# Chemical weapons



## NaeKid (Oct 17, 2008)

With all the talk about Syria and chemical weapons, I wanted to try to come to a better understanding of what they really are, how to protect myself in case I come into contact with the chemicals and if I should just kiss my own butt goodbye ... 

http://en.wikipedia.org/wiki/Chemical_weapon

Without doing a complete copy and paste from Wikipedia, it looks like there are many different types of chemical - from something as simple as a tear-gas canister to make the eyes water, to smoke-bombs that can cause someone to cough and choke all the way to weapons of mass-destruction where even a hint of the chemical can worm its way into your body, attack the nerves and cause a shut-down of your entire system. Not a reboot, a shutdown (nice way to say .... YerDead).

According to Wikipedia, many countries have stockpiles of chemical-weapons and some of the "weapons" could be made in a home laboratory - if you can find the right ingredients that is.

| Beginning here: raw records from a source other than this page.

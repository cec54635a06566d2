//! Tree-level diff: walk two JSON objects together and build the change tree.
//!
//! For every key in the union of both objects the walk either skips it
//! (ignored path), recurses (both sides are objects), or reports it whole
//! through the formatter (any other divergence). Arrays are never compared
//! element-wise: a difference anywhere replaces the whole array.

use std::collections::BTreeSet;

use jsondiff_types::Path;
use serde::Serialize;
use serde_json::{Map, Value};
use tracing::trace;

use crate::equality::deep_equal;
use crate::format::Formatter;
use crate::ignore::IgnoreSet;
use crate::redact::redact;

/// How a reported key differs between the two inputs.
#[derive(Clone, Copy, Debug, PartialEq, Eq, Hash, Serialize)]
#[serde(rename_all = "snake_case")]
pub enum DivergenceKind {
    /// The key is absent from the old object.
    Added,
    /// The key is absent from the new object.
    Removed,
    /// Both sides hold non-object values that differ.
    Modified,
    /// Exactly one side holds an object.
    TypeChanged,
}

/// A single reported divergence.
#[derive(Clone, Debug, PartialEq, Eq, Serialize)]
pub struct Divergence {
    /// Where the divergence was found.
    pub path: Path,
    /// What kind of change it is.
    pub kind: DivergenceKind,
}

/// The result tree together with the list of divergences that produced it.
#[derive(Clone, Debug, Default, PartialEq, Serialize)]
pub struct DiffReport {
    /// The minimal change tree.
    pub tree: Map<String, Value>,
    /// Every divergence, in walk order (keys sorted at each level).
    pub divergences: Vec<Divergence>,
}

impl DiffReport {
    /// Returns `true` if the inputs did not diverge.
    pub fn is_empty(&self) -> bool {
        self.divergences.is_empty()
    }

    /// Number of divergences.
    pub fn len(&self) -> usize {
        self.divergences.len()
    }

    /// Number of added keys.
    pub fn additions(&self) -> usize {
        self.count(DivergenceKind::Added)
    }

    /// Number of removed keys.
    pub fn removals(&self) -> usize {
        self.count(DivergenceKind::Removed)
    }

    /// Number of modified values.
    pub fn modifications(&self) -> usize {
        self.count(DivergenceKind::Modified)
    }

    /// Number of object/non-object type changes.
    pub fn type_changes(&self) -> usize {
        self.count(DivergenceKind::TypeChanged)
    }

    fn count(&self, kind: DivergenceKind) -> usize {
        self.divergences.iter().filter(|d| d.kind == kind).count()
    }
}

/// Diff two objects, returning only the change tree.
pub fn diff_objects(
    old: &Map<String, Value>,
    new: &Map<String, Value>,
    ignore: &IgnoreSet,
    formatter: &dyn Formatter,
) -> Map<String, Value> {
    let mut walker = TreeWalker::new(ignore, formatter, false);
    let mut path = Vec::new();
    walker.diff(old, new, &mut path)
}

/// Diff two objects, recording every divergence alongside the change tree.
pub fn diff_objects_report(
    old: &Map<String, Value>,
    new: &Map<String, Value>,
    ignore: &IgnoreSet,
    formatter: &dyn Formatter,
) -> DiffReport {
    let mut walker = TreeWalker::new(ignore, formatter, true);
    let mut path = Vec::new();
    let tree = walker.diff(old, new, &mut path);
    DiffReport {
        tree,
        divergences: walker.divergences,
    }
}

struct TreeWalker<'a> {
    ignore: &'a IgnoreSet,
    formatter: &'a dyn Formatter,
    record: bool,
    divergences: Vec<Divergence>,
}

impl<'a> TreeWalker<'a> {
    fn new(ignore: &'a IgnoreSet, formatter: &'a dyn Formatter, record: bool) -> Self {
        Self {
            ignore,
            formatter,
            record,
            divergences: Vec::new(),
        }
    }

    fn diff(
        &mut self,
        old: &Map<String, Value>,
        new: &Map<String, Value>,
        path: &mut Vec<String>,
    ) -> Map<String, Value> {
        let keys: BTreeSet<&String> = old.keys().chain(new.keys()).collect();
        let mut result = Map::new();

        for key in keys {
            path.push(key.clone());
            if !self.ignore.is_ignored(path) {
                if let Some(entry) = self.diff_entry(old.get(key), new.get(key), path) {
                    result.insert(key.clone(), entry);
                }
            }
            path.pop();
        }

        result
    }

    fn diff_entry(
        &mut self,
        old: Option<&Value>,
        new: Option<&Value>,
        path: &mut Vec<String>,
    ) -> Option<Value> {
        let old_val = old.unwrap_or(&Value::Null);
        let new_val = new.unwrap_or(&Value::Null);

        match (old_val, new_val) {
            (Value::Object(a), Value::Object(b)) => {
                let sub = self.diff(a, b, path);
                (!sub.is_empty()).then_some(Value::Object(sub))
            }
            (Value::Object(_), _) | (_, Value::Object(_)) => {
                let kind = match (old, new) {
                    (None, _) => DivergenceKind::Added,
                    (_, None) => DivergenceKind::Removed,
                    _ => DivergenceKind::TypeChanged,
                };
                Some(self.emit(old_val, new_val, path, kind))
            }
            _ if deep_equal(old_val, new_val) => None,
            _ => {
                let kind = match (old, new) {
                    (None, _) => DivergenceKind::Added,
                    (_, None) => DivergenceKind::Removed,
                    _ => DivergenceKind::Modified,
                };
                Some(self.emit(old_val, new_val, path, kind))
            }
        }
    }

    fn emit(&mut self, old: &Value, new: &Value, path: &[String], kind: DivergenceKind) -> Value {
        trace!(path = %path.join("."), ?kind, "divergence");
        if self.record {
            self.divergences.push(Divergence {
                path: Path::from(path.to_vec()),
                kind,
            });
        }
        self.formatter
            .format(redact(old, path, self.ignore), redact(new, path, self.ignore))
    }
}

#[cfg(test)]
mod tests {
    use super::*;
    use crate::format::Format;
    use serde_json::json;

    fn obj(value: Value) -> Map<String, Value> {
        match value {
            Value::Object(map) => map,
            other => panic!("expected object, got {other}"),
        }
    }

    fn run(old: Value, new: Value, format: Format, ignore: &[&str]) -> Value {
        let set = IgnoreSet::parse(ignore.iter().copied()).unwrap();
        Value::Object(diff_objects(&obj(old), &obj(new), &set, &format))
    }

    fn run_new(old: Value, new: Value) -> Value {
        run(old, new, Format::NewOnly, &[])
    }

    #[test]
    fn identical_objects_no_diff() {
        let value = json!({"ID": 1, "Name": "John"});
        assert_eq!(run_new(value.clone(), value), json!({}));
    }

    #[test]
    fn scalar_change_new_only() {
        assert_eq!(run_new(json!({"ID": 1}), json!({"ID": 2})), json!({"ID": 2}));
    }

    #[test]
    fn scalar_change_old_only() {
        assert_eq!(
            run(json!({"ID": 1}), json!({"ID": 2}), Format::OldOnly, &[]),
            json!({"ID": 1})
        );
    }

    #[test]
    fn scalar_change_both_as_pair() {
        assert_eq!(
            run(json!({"ID": 1}), json!({"ID": 2}), Format::BothAsPair, &[]),
            json!({"ID": {"Old": 1, "New": 2}})
        );
    }

    #[test]
    fn added_key_reports_null_old() {
        assert_eq!(
            run(json!({}), json!({"prop": 1}), Format::BothAsPair, &[]),
            json!({"prop": {"Old": null, "New": 1}})
        );
    }

    #[test]
    fn removed_key_reports_null_new() {
        assert_eq!(run_new(json!({"prop": 1}), json!({})), json!({"prop": null}));
    }

    #[test]
    fn absent_and_null_are_equal() {
        assert_eq!(run_new(json!({"a": null}), json!({})), json!({}));
        assert_eq!(run_new(json!({}), json!({"a": null})), json!({}));
    }

    #[test]
    fn nested_change_surfaces_only_leaf() {
        let old = json!({"Relation": {"ID": 2, "Name": "asdf"}});
        let new = json!({"Relation": {"ID": 12, "Name": "asdf"}});
        assert_eq!(run_new(old, new), json!({"Relation": {"ID": 12}}));
    }

    #[test]
    fn unchanged_nested_object_is_omitted() {
        let value = json!({"ID": 2, "Relation": {"ID": 2, "Name": "asdf", "Relation": null}});
        let mut changed = value.clone();
        changed["ID"] = json!(3);
        assert_eq!(run_new(value, changed), json!({"ID": 3}));
    }

    #[test]
    fn null_to_object_is_reported_whole() {
        let old = json!({"ID": 1, "Name": "asdf", "Relation": null});
        let new = json!({
            "ID": 2,
            "Name": "asdf",
            "Relation": {"ID": 2, "Name": "asdf", "Relation": null}
        });
        assert_eq!(
            run_new(old, new),
            json!({"ID": 2, "Relation": {"ID": 2, "Name": "asdf", "Relation": null}})
        );
    }

    #[test]
    fn object_to_scalar_is_reported_whole() {
        assert_eq!(
            run(json!({"a": {"b": 1}}), json!({"a": 5}), Format::BothAsPair, &[]),
            json!({"a": {"Old": {"b": 1}, "New": 5}})
        );
    }

    #[test]
    fn empty_object_vs_missing_is_a_change() {
        assert_eq!(run_new(json!({}), json!({"a": {}})), json!({"a": {}}));
    }

    #[test]
    fn arrays_replaced_whole() {
        assert_eq!(
            run_new(json!({"List": [3, 2, 1]}), json!({"List": [1, 2, 3]})),
            json!({"List": [1, 2, 3]})
        );
    }

    #[test]
    fn array_single_element_change_replaces_whole() {
        let old = json!({"List": [{"a": 1}, {"a": 2}, {"a": 3}]});
        let new = json!({"List": [{"a": 1}, {"a": 9}, {"a": 3}]});
        assert_eq!(
            run_new(old, new),
            json!({"List": [{"a": 1}, {"a": 9}, {"a": 3}]})
        );
    }

    #[test]
    fn equal_arrays_omitted() {
        assert_eq!(run_new(json!({"l": [1, 2]}), json!({"l": [1, 2]})), json!({}));
    }

    #[test]
    fn array_to_scalar_reported() {
        assert_eq!(run_new(json!({"l": [1]}), json!({"l": 1})), json!({"l": 1}));
    }

    #[test]
    fn int_and_float_are_equal() {
        assert_eq!(run_new(json!({"n": 1}), json!({"n": 1.0})), json!({}));
    }

    #[test]
    fn ignored_top_level_key_skipped() {
        assert_eq!(
            run(json!({"ID": 1, "Name": "a"}), json!({"ID": 2, "Name": "b"}), Format::NewOnly, &["Name"]),
            json!({"ID": 2})
        );
    }

    #[test]
    fn ignored_nested_key_skipped() {
        let old = json!({"Relation": {"ID": 2, "Name": "asdf"}});
        let new = json!({"Relation": {"ID": 2, "Name": "qwer"}});
        assert_eq!(
            run(old, new, Format::NewOnly, &["Relation.Name"]),
            json!({})
        );
    }

    #[test]
    fn ignore_is_exact_not_prefix() {
        let old = json!({"Name": "a", "Relation": {"Name": "a"}});
        let new = json!({"Name": "b", "Relation": {"Name": "b"}});
        assert_eq!(
            run(old, new, Format::NewOnly, &["Relation.Name"]),
            json!({"Name": "b"})
        );
    }

    #[test]
    fn ignored_object_key_not_recursed() {
        let old = json!({"Meta": {"a": 1}});
        let new = json!({"Meta": 7});
        assert_eq!(run(old, new, Format::NewOnly, &["Meta"]), json!({}));
    }

    #[test]
    fn ignored_keys_redacted_from_wholesale_values() {
        let old = json!({"ID": 1, "Relation": null});
        let new = json!({"ID": 1, "Relation": {"ID": 2, "Name": "asdf"}});
        assert_eq!(
            run(old, new, Format::BothAsPair, &["Relation.Name"]),
            json!({"Relation": {"Old": null, "New": {"ID": 2}}})
        );
    }

    #[test]
    fn ignored_keys_redacted_inside_replaced_arrays() {
        let old = json!({"Items": [{"Id": 1, "Etag": "x"}]});
        let new = json!({"Items": [{"Id": 2, "Etag": "y"}]});
        assert_eq!(
            run(old, new, Format::BothAsPair, &["Items.Etag"]),
            json!({"Items": {"Old": [{"Id": 1}], "New": [{"Id": 2}]}})
        );
    }

    #[test]
    fn formatter_called_once_per_divergence() {
        use std::cell::Cell;

        let calls = Cell::new(0);
        let counting = |_old: Value, new: Value| {
            calls.set(calls.get() + 1);
            new
        };
        let old = obj(json!({"a": 1, "b": {"c": 1, "d": [1]}, "e": "same"}));
        let new = obj(json!({"a": 2, "b": {"c": 2, "d": [2]}, "e": "same"}));
        diff_objects(&old, &new, &IgnoreSet::new(), &counting);
        assert_eq!(calls.get(), 3);
    }

    #[test]
    fn report_records_kinds_and_paths() {
        let old = obj(json!({"keep": 1, "mod": 1, "gone": 1, "nest": {"x": {}}}));
        let new = obj(json!({"keep": 1, "mod": 2, "new": 1, "nest": {"x": 3}}));
        let report = diff_objects_report(&old, &new, &IgnoreSet::new(), &Format::NewOnly);

        assert_eq!(report.len(), 4);
        assert_eq!(report.additions(), 1);
        assert_eq!(report.removals(), 1);
        assert_eq!(report.modifications(), 1);
        assert_eq!(report.type_changes(), 1);

        let paths: Vec<String> = report.divergences.iter().map(|d| d.path.to_string()).collect();
        assert_eq!(paths, vec!["gone", "mod", "nest.x", "new"]);
        assert_eq!(
            Value::Object(report.tree),
            json!({"gone": null, "mod": 2, "nest": {"x": 3}, "new": 1})
        );
    }

    #[test]
    fn report_empty_for_identical() {
        let value = obj(json!({"a": [1, {"b": 2}]}));
        let report = diff_objects_report(&value, &value, &IgnoreSet::new(), &Format::NewOnly);
        assert!(report.is_empty());
        assert!(report.tree.is_empty());
    }
}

From doing further reading, I found out that MustardGas was the basis for what we now know as chemotherapy, so, it might not be all that bad ... except for the blisters on the skin if it touches you, or blisters in the lungs if you breath it in ... :doh:

I am sure that there are experts in these matters ... I know nothing beyond what I can find on the 'net .. awaiting your responses.


----------



## Magus (Dec 1, 2008)

PM me bro. 
I got your makeshift stuff.


----------



## buggy (Dec 9, 2012)

So what protection to get? I see these gas masks at Amazon but a lot of remarks that the filters are expired.


----------



## hiwall (Jun 15, 2012)

Personally I think the risk of a major chemical attack in the USA is very small. Small quite localized attacks may be a possibility but I see them as not to much of a threat either(though if You were in the middle of a small local attack you may feel it is quite an issue). 
I will consider economic collapse to continue to be the most likely threat to our survival.


----------



## CrackbottomLouis (May 20, 2012)

I'd be more worried about chemical fires from plants in a natural disaster here in the states. If I lived close to one I would add a J List suit to my preps along with my gas mask. Basically just a rubber coverall suit. It was the suit the army issued before the new mopp gear if I'm correct. The army made me give my mopp gear back when I left


----------



## hiwall (Jun 15, 2012)

I'm concerned about the largest nuclear generating plant in the USA is only about 80 miles from my house.


----------



## FatTire (Mar 20, 2012)

I dont know much about chemical, biological, or radiological preparedness. A quick search on the net yielded little info. The CDC has systems in place for a response, but so far Ive not found anything good on what sort of basic kit an individual should have. I would be very interested in that, even though such an attack is, I think, pretty low on the probability scale. If a basic kit could be put together cheaply, I would do it.


----------



## Hooch (Jul 22, 2011)

I read a book about this guy who defected from when then at the time USSR, more like just after they sorta broke up in different countries. Anyways, he was the top biological n chemical weapons guy during the hieght of his career with russia and developed their program for production n research. It was a very interesting book...scarry to. Even tho many countries all agreed to not make these weapons n blah blah blah...we all did. He didnt get into great detail about each n every one but It left me with an impression that we have some crazy weaponized stuff. 
I remember after 9/11 sometime emergency responders all got enough "chemical gear" for each person n member. We all got assigned a suitbag n whatnot and I asked my teamleader ok...any training?? what does this protect me from?? a lil tyvek suit n green rubber boots ...ok I remember thinking someone gonna kill themselves trying to be a hero...what a waste of money. They sat for years getting old n foul. 
But I too would consider a "prep" if it's feasable n not to pricey..


----------



## drfacefixer (Mar 8, 2013)

FatTire said:


> I dont know much about chemical, biological, or radiological preparedness. A quick search on the net yielded little info. The CDC has systems in place for a response, but so far Ive not found anything good on what sort of basic kit an individual should have. I would be very interested in that, even though such an attack is, I think, pretty low on the probability scale. If a basic kit could be put together cheaply, I would do it.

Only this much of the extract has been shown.